[EXERCISE PROMPT]
Which lines run from the one containing "pub mod resolution;" to the end of the entries below? Retype exactly those, both ends included.

(EXERCISE MATERIAL Opens)

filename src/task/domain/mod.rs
//! Domain model for task lifecycle management.
//!
//! Tasks move through ordered stages, carry work points and typed tags, and
//! form a dependency graph through their inflow and outflow sets. All rules
//! here are pure; persistence and locking live outside the domain boundary.

mod error;
mod graph;
mod ids;
mod schedule;
mod stage;
mod tag;
mod task;

pub use error::{ParseTaskStageError, ParseTaskStatusError, TaskDomainError};
pub use graph::{CycleError, DependencyGraph, topological_order};
pub use ids::TaskId;
pub use schedule::{Point, Schedule, StatusUpdate, WorkInterval, remaining_points};
pub use stage::{TaskStage, TaskStatus};
pub use tag::{GeographicLocation, TagValue};
pub use task::{PersistedTaskData, Task};
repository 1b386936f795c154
//! Tasker: task lifecycle orchestration with short-ID addressing.
//!
//! This crate tracks work items through ordered stages, maintains an
//! acyclic dependency graph between them, restructures that graph (merge,
//! split, fan-out, fan-in), and resolves partial task and user identifiers
//! for CLI and RPC front ends.
//!
//! # Architecture
//!
//! Tasker follows hexagonal architecture principles:
//!
//! - **Domain**: Pure business logic with no infrastructure dependencies
//! - **Ports**: Abstract trait interfaces for persistence
//! - **Adapters**: Concrete implementations of ports (in-memory stores)
//!
//! # Modules
//!
//! - [`task`]: Task stages, dependency graph, lifecycle service, and
//!   identifier resolver
//! - [`user`]: Users, the directory resolver, and user registration
//! - [`resolution`]: Ambiguity reporting shared by both resolvers
//! - [`error`]: Transport-neutral error kinds
//! - [`config`]: Lifecycle configuration

pub mod config;
pub mod error;
pub mod resolution;
pub mod task;
pub mod user;
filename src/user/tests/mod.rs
//! Unit tests for the user module.
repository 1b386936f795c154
//! Unit tests for the task module.

mod support;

(EXERCISE MATERIAL Closes)

[SOLUTION]
pub mod resolution;
pub mod task;
pub mod user;
filename src/user/tests/mod.rs
//! Unit tests for the user module.
repository 1b386936f795c154
//! Unit tests for the task module.

mod support;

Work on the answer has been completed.